> [Entries provided]
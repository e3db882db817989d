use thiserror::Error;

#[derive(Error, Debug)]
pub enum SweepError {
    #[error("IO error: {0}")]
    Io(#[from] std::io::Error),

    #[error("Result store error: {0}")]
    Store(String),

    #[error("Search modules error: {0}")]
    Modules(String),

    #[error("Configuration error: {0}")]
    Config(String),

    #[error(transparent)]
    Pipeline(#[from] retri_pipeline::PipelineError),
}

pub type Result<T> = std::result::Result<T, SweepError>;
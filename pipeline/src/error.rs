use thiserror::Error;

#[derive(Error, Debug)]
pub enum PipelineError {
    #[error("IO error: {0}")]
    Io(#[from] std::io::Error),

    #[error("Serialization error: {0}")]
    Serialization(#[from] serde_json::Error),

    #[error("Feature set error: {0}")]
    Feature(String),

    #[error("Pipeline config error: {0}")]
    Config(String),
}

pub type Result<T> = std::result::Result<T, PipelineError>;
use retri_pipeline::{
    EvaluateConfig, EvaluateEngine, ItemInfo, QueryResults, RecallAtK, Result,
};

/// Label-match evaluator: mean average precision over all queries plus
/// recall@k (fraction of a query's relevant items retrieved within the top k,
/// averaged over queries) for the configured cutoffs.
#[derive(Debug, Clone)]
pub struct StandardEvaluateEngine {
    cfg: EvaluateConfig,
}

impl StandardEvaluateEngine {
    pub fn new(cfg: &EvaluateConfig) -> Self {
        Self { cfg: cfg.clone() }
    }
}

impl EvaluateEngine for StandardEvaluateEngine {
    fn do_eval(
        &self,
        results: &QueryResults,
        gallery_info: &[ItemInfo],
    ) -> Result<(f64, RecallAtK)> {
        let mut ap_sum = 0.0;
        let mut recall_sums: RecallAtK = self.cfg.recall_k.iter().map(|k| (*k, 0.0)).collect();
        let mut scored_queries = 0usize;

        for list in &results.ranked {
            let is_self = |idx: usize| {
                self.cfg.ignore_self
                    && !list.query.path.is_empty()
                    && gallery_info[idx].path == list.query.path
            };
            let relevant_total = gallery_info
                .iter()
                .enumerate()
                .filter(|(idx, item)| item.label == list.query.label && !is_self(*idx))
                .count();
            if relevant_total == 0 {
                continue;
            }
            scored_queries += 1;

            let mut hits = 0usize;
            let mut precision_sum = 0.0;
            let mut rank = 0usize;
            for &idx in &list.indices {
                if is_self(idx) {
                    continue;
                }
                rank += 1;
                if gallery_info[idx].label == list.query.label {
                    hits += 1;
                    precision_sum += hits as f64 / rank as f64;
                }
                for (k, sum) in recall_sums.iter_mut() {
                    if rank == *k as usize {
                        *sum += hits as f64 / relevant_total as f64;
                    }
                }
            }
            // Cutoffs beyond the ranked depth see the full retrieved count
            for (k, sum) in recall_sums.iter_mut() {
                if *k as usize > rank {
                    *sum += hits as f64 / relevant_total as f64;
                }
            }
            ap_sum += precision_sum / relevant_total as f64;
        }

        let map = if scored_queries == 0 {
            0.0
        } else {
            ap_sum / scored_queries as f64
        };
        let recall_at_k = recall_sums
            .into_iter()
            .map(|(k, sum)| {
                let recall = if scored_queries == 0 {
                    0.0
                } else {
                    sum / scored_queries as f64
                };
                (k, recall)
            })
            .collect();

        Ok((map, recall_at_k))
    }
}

> [What this task involves] Where does the word "Feature" occur in the data? Copy every line that has it.

> [Result of the task]
    #[error("Feature set error: {0}")]
    Feature(String),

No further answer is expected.